Thursday, July 12, 2007

Amazon's book rankings are puzzling

Do you ever pay attention to the book rankings on Amazon? I didn't used to, until I had books for sale. But now I'm befuddled by how they do their rankings. One would think that the more books are sold, the higher the book would rank on the bestseller list. But that doesn't appear to be the case, at least not entirely.

Case in point: My first nonfiction book (OS/2 Power User's Reference: From OS/2 2.0 Through Warp) was published in 1995, before Amazon existed. Before the book went out of print, it was added to Amazon's sales list (in 1997/1998), and sold a few dozen copies. Fast forward to 2007, and my first novel, The Mars Imperative, debuts. When the first copy sold, it rocketed up the sales rankings to #291,000+. 8^} Just out of curiosity, I looked up my old OS/2 book, and saw that it was ranked #4,100,000+. That made no sense.
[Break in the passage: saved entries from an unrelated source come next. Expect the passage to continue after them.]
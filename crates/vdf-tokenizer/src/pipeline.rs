//! Running the tokenizer on its own thread.
//!
//! The tokenizer thread sends tokens through a bounded channel, so a slow
//! consumer blocks the producer instead of letting tokens pile up. When the
//! input ends or fails the producer drops its sender, which ends iteration on
//! the consumer side. Dropping the [`TokenStream`] raises a flag the tokenizer
//! checks before every read from the source, so the producer stops even in the
//! middle of a token. A read already blocked in the source is waited out.

use std::io::{self, BufRead};
use std::sync::Arc;
use std::sync::atomic::{AtomicBool, Ordering};
use std::sync::mpsc::{self, Receiver, SyncSender};
use std::thread::{self, Scope};

use tracing::debug;

use crate::{Token, Tokenizer};

/// Default number of tokens buffered between the tokenizer and its consumer.
pub const DEFAULT_QUEUE_CAPACITY: usize = 32;

/// Consuming end of a tokenizer thread.
pub struct TokenStream {
    rx: Receiver<Token>,
    cancelled: Arc<AtomicBool>,
}

impl Drop for TokenStream {
    fn drop(&mut self) {
        self.cancelled.store(true, Ordering::Relaxed);
    }
}

impl Iterator for TokenStream {
    type Item = Token;

    fn next(&mut self) -> Option<Token> {
        self.rx.recv().ok()
    }
}

/// Spawn `tokenizer` on a thread of `scope` and return the stream of its tokens.
///
/// The thread is joined when the scope ends.
pub fn spawn_tokenizer<'scope, R>(
    scope: &'scope Scope<'scope, '_>,
    tokenizer: Tokenizer<R>,
    capacity: usize,
) -> io::Result<TokenStream>
where
    R: BufRead + Send + 'scope,
{
    let (tx, rx) = mpsc::sync_channel(capacity);
    let cancelled = Arc::new(AtomicBool::new(false));
    let tokenizer = tokenizer.with_cancel(cancelled.clone());
    thread::Builder::new()
        .name("vdf-tokenizer".to_string())
        .spawn_scoped(scope, move || produce(tokenizer, tx))?;
    Ok(TokenStream { rx, cancelled })
}

fn produce<R: BufRead>(tokenizer: Tokenizer<R>, tx: SyncSender<Token>) {
    let file = tokenizer.file().cloned();
    debug!(?file, "tokenizer started");
    for token in tokenizer {
        if tx.send(token).is_err() {
            debug!(?file, "token consumer hung up, stopping tokenizer");
            return;
        }
    }
    debug!(?file, "tokenizer finished");
}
How could a book with dozens of sales be ranked 4 million places lower than a book with only one sale?

And it gets weirder. By the time the second (and last) copy Amazon had in stock sold, the book had dropped to #600,000+. Upon the second sale, it shot up to #78,777. Did that mean there were more than 500,000 books with exactly one sale to their credit? That hardly seemed likely. But how could one sale make a difference of 521,000+ positions otherwise?

Then, while waiting for the next shipment of nine books to arrive at Amazon, I noticed that the ranking had dropped to #700,000+. Did this mean that all those books with one sale had suddenly shot up to three or more copies? That seems unlikely.
Perhaps those other books were all brand new and had just caught on and were now up to eight or ten copies sold; but come on, how likely is it that half a million books were just recently added to Amazon's sales list? And if they were indeed older titles that for whatever reason sold only one copy before, why would they all suddenly get a few more sales? A few books, maybe. But all half-a-million of them?

None of this makes sense (and still doesn't explain why a book with one sale would be ranked four million places higher than one with dozens of sales. The only answer I can think of is that time is factored in with the number of sales, such that a book with hundreds or thousands of sales from ten years ago is ranked lower than one with tens of sales today, especially if the older book is out of print and can't be ordered anymore. (I concede that there's no point in ranking a book highly that's out of print and can't be ordered. But in that case, why rank it at all?) Still, it's not exactly an accurate measurement of where a book ranks in terms of overall sales.

Well, I guess it's all pretty meaningless until a book reaches the top 40 or so and makes it onto the various bestseller lists.

That's something to look forward to, anyway. 8^}

(Update: Three more sales, and the ranking jumped to #93,727.)